A9 TV was a Turkish television station that started broadcasting on March 21, 2011 via Turksat satellite television channel broadcasting. Much of the programming includes religious and English language content, with an emphasis on creationism over evolution and Darwinism. A substantial amount of content features Islamic creationist and cult leader Adnan Oktar (also known as Harun Yahya). In 2018, the channel was fined several times by the country's broadcasting regulator Radio and Television Supreme Council (RTÜK).

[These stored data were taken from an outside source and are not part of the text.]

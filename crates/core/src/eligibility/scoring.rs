//! Eligibility score, pathway and urgency rules.
//!
//! Everything here is a pure function of the request, the patient's age and
//! the policy tables.

use serde::Serialize;

use super::MedicalInfo;
use crate::reference::{CantonCost, InsurerInfo, BASIS_POINTS};
use crate::types::InsuranceModel;

#[derive(Debug, Clone)]
pub struct EligibilityPolicy {
    pub min_age: u32,
    pub max_age: u32,
    pub senior_age: u32,
    pub max_age_penalty: i32,
    pub senior_penalty: i32,
    pub risk_factor_bonus: i32,
    pub risk_factor_cap: i32,
    pub symptoms_bonus: i32,
    pub history_bonus: i32,
    pub medication_bonus: i32,
    /// Lowest score that counts as eligible.
    pub referral_threshold: u8,
    /// Lowest score that is reimbursed without a referral, model permitting.
    pub reimbursed_threshold: u8,
    /// Patient share above which the deductible is flagged.
    pub deductible_floor_chf: u32,
    pub contraindications: Vec<String>,
    pub emergency_indicators: Vec<String>,
    pub urgent_indicators: Vec<String>,
}

fn strings(items: &[&str]) -> Vec<String> {
    items.iter().map(|s| s.to_string()).collect()
}

impl Default for EligibilityPolicy {
    fn default() -> Self {
        Self {
            min_age: 18,
            max_age: 80,
            senior_age: 65,
            max_age_penalty: 30,
            senior_penalty: 10,
            risk_factor_bonus: 5,
            risk_factor_cap: 20,
            symptoms_bonus: 15,
            history_bonus: 10,
            medication_bonus: 10,
            referral_threshold: 60,
            reimbursed_threshold: 80,
            deductible_floor_chf: 50,
            contraindications: strings(&[
                "pacemaker",
                "pregnancy",
                "severe_heart_failure",
                "active_cardiac_surgery",
                "skin_allergies",
                "chronic_wound",
            ]),
            emergency_indicators: strings(&["chest_pain", "shortness_of_breath", "syncope"]),
            urgent_indicators: strings(&["palpitations", "dizziness", "fatigue"]),
        }
    }
}

#[derive(Debug, Clone, Copy, PartialEq, Eq, Hash, Serialize)]
#[serde(rename_all = "snake_case")]
pub enum Pathway {
    Reimbursed,
    GpReferralRequired,
    SelfPay,
    Ineligible,
}

impl Pathway {
    pub fn as_str(self) -> &'static str {
        match self {
            Pathway::Reimbursed => "reimbursed",
            Pathway::GpReferralRequired => "gp_referral_required",
            Pathway::SelfPay => "self_pay",
            Pathway::Ineligible => "ineligible",
        }
    }
}

#[derive(Debug, Clone, Copy, PartialEq, Eq, Hash, Serialize)]
#[serde(rename_all = "snake_case")]
pub enum UrgencyLevel {
    Routine,
    Urgent,
    Emergency,
}

impl UrgencyLevel {
    pub fn as_str(self) -> &'static str {
        match self {
            UrgencyLevel::Routine => "routine",
            UrgencyLevel::Urgent => "urgent",
            UrgencyLevel::Emergency => "emergency",
        }
    }
}

#[derive(Debug, Clone, PartialEq, Eq)]
pub struct Score {
    pub value: u8,
    /// Adjustments applied, in order.
    pub reasons: Vec<String>,
}

/// Additive score starting at 100, clamped to `0..=100`. Hard exclusions
/// (under-age, disallowed contraindication) force 0 after everything else.
pub fn score(age: u32, medical: &MedicalInfo, policy: &EligibilityPolicy) -> Score {
    let mut value: i32 = 100;
    let mut reasons = Vec::new();

    if age > policy.max_age {
        value -= policy.max_age_penalty;
        reasons.push(format!("Age above {}: -{}", policy.max_age, policy.max_age_penalty));
    }
    if age > policy.senior_age {
        value -= policy.senior_penalty;
        reasons.push(format!("Age above {}: -{}", policy.senior_age, policy.senior_penalty));
    }

    let risk_count = i32::try_from(medical.risk_factors.len()).unwrap_or(i32::MAX);
    if risk_count > 0 {
        let bonus = risk_count
            .saturating_mul(policy.risk_factor_bonus)
            .min(policy.risk_factor_cap);
        value += bonus;
        reasons.push(format!("{risk_count} risk factor(s): +{bonus}"));
    }
    if medical.has_cardiac_symptoms {
        value += policy.symptoms_bonus;
        reasons.push(format!("Cardiac symptoms: +{}", policy.symptoms_bonus));
    }
    if medical.has_cardiac_history {
        value += policy.history_bonus;
        reasons.push(format!("Cardiac history: +{}", policy.history_bonus));
    }
    if medical.takes_cardiac_medication {
        value += policy.medication_bonus;
        reasons.push(format!("Cardiac medication: +{}", policy.medication_bonus));
    }

    let mut value = value.clamp(0, 100) as u8;

    if age < policy.min_age {
        value = 0;
        reasons.push(format!("Below minimum age {}: excluded", policy.min_age));
    }
    let excluded: Vec<&str> = medical
        .contraindications
        .iter()
        .filter(|c| policy.contraindications.contains(*c))
        .map(String::as_str)
        .collect();
    if !excluded.is_empty() {
        value = 0;
        reasons.push(format!("Contraindication ({}): excluded", excluded.join(", ")));
    }

    Score { value, reasons }
}

/// Map a final score to a pathway. `insurer` is `None` for providers missing
/// from the reference table, which are treated as requiring a referral.
pub fn pathway(
    score: u8,
    model: InsuranceModel,
    insurer: Option<&InsurerInfo>,
    policy: &EligibilityPolicy,
) -> Pathway {
    if score == 0 {
        return Pathway::Ineligible;
    }
    if score < policy.referral_threshold {
        return Pathway::SelfPay;
    }
    if model.forces_referral() {
        return Pathway::GpReferralRequired;
    }
    if score >= policy.reimbursed_threshold {
        return Pathway::Reimbursed;
    }
    match insurer {
        Some(info) if !info.requires_gp_referral => Pathway::Reimbursed,
        _ => Pathway::GpReferralRequired,
    }
}

pub fn urgency(medical: &MedicalInfo, policy: &EligibilityPolicy) -> UrgencyLevel {
    let any_in = |list: &[String]| medical.risk_factors.iter().any(|r| list.contains(r));
    if any_in(&policy.emergency_indicators) {
        UrgencyLevel::Emergency
    } else if any_in(&policy.urgent_indicators)
        || (medical.has_cardiac_symptoms && medical.has_cardiac_history)
    {
        UrgencyLevel::Urgent
    } else {
        UrgencyLevel::Routine
    }
}

#[derive(Debug, Clone, PartialEq, Eq, Serialize)]
#[serde(rename_all = "camelCase")]
pub struct CostEstimate {
    pub base_cost_chf: u32,
    pub insurance_covered_chf: u32,
    pub patient_cost_chf: u32,
    pub coverage_rate_basis_points: u32,
    pub deductible_applies: bool,
}

/// Canton base price times the insurer's reimbursement rate, falling back to
/// the canton default when the insurer is unknown.
pub fn cost_estimate(
    cost: CantonCost,
    insurer: Option<&InsurerInfo>,
    policy: &EligibilityPolicy,
) -> CostEstimate {
    let rate = insurer.map_or(cost.coverage_rate_bp, |i| i.reimbursement_rate_bp);
    let numerator = u64::from(cost.base_price_chf) * u64::from(rate);
    let denominator = u64::from(BASIS_POINTS);
    let covered = ((2 * numerator + denominator) / (2 * denominator)) as u32;
    let covered = covered.min(cost.base_price_chf);
    let patient = cost.base_price_chf - covered;
    CostEstimate {
        base_cost_chf: cost.base_price_chf,
        insurance_covered_chf: covered,
        patient_cost_chf: patient,
        coverage_rate_basis_points: rate,
        deductible_applies: patient > policy.deductible_floor_chf,
    }
}

pub fn next_steps(pathway: Pathway, urgency: UrgencyLevel, medical: &MedicalInfo) -> Vec<String> {
    let mut steps: Vec<&str> = match pathway {
        Pathway::Reimbursed => vec![
            "Complete registration process",
            "Schedule device delivery",
            if urgency == UrgencyLevel::Urgent {
                "Priority scheduling within 2-3 business days"
            } else {
                "Standard scheduling within 5-7 business days"
            },
        ],
        Pathway::GpReferralRequired => {
            let mut steps = vec![
                "Download GP referral packet",
                "Schedule appointment with your general practitioner",
                "Present the monitoring request to your GP",
                "Return with signed referral to complete registration",
            ];
            if urgency == UrgencyLevel::Urgent {
                steps.push("Inform GP of urgent medical need");
            }
            steps
        }
        Pathway::SelfPay => vec![
            "Review self-pay pricing",
            "Complete payment process",
            "Schedule device delivery",
            "Consider discussing with insurance for potential reimbursement",
        ],
        Pathway::Ineligible => {
            let mut steps = vec![
                "Consult with healthcare provider",
                "Consider alternative cardiac monitoring options",
            ];
            if !medical.contraindications.is_empty() {
                steps.push("Address contraindications with medical professional");
            }
            steps
        }
    };
    if urgency == UrgencyLevel::Emergency {
        steps.insert(
            0,
            "URGENT: Contact emergency services if experiencing chest pain or severe symptoms",
        );
    }
    steps.into_iter().map(String::from).collect()
}

pub fn summary_reason(pathway: Pathway) -> &'static str {
    match pathway {
        Pathway::Ineligible => "Medical contraindications or age restrictions prevent eligibility",
        Pathway::Reimbursed => "Eligible for the reimbursed pathway",
        Pathway::GpReferralRequired => "Eligible with GP referral required",
        Pathway::SelfPay => "Eligibility score below threshold - self-pay option available",
    }
}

A9 TV was shut down after its founder, Adnan Oktar, was convicted of ten distinct charges, including leading a criminal gang, rape, engaging in political and military espionage, blackmail, sexual abuse of minors and causing torment.

== Shows ==
- Harun Yahya documentaries
- Adnan Oktar'ın sohbet programları (Adnan Oktar's talk shows) (Turkish, English)
- Building Bridges (features opinion leaders from around the world)
- Ahir Zaman ve Yaratılış Delilleri (The End Times and the evidence of Creation)
- İttihad-ı İslam (Islamic Union)
- Adil Yargı
- Documentaries for Children
- A9 Ana Haber (Refik Sarıöz)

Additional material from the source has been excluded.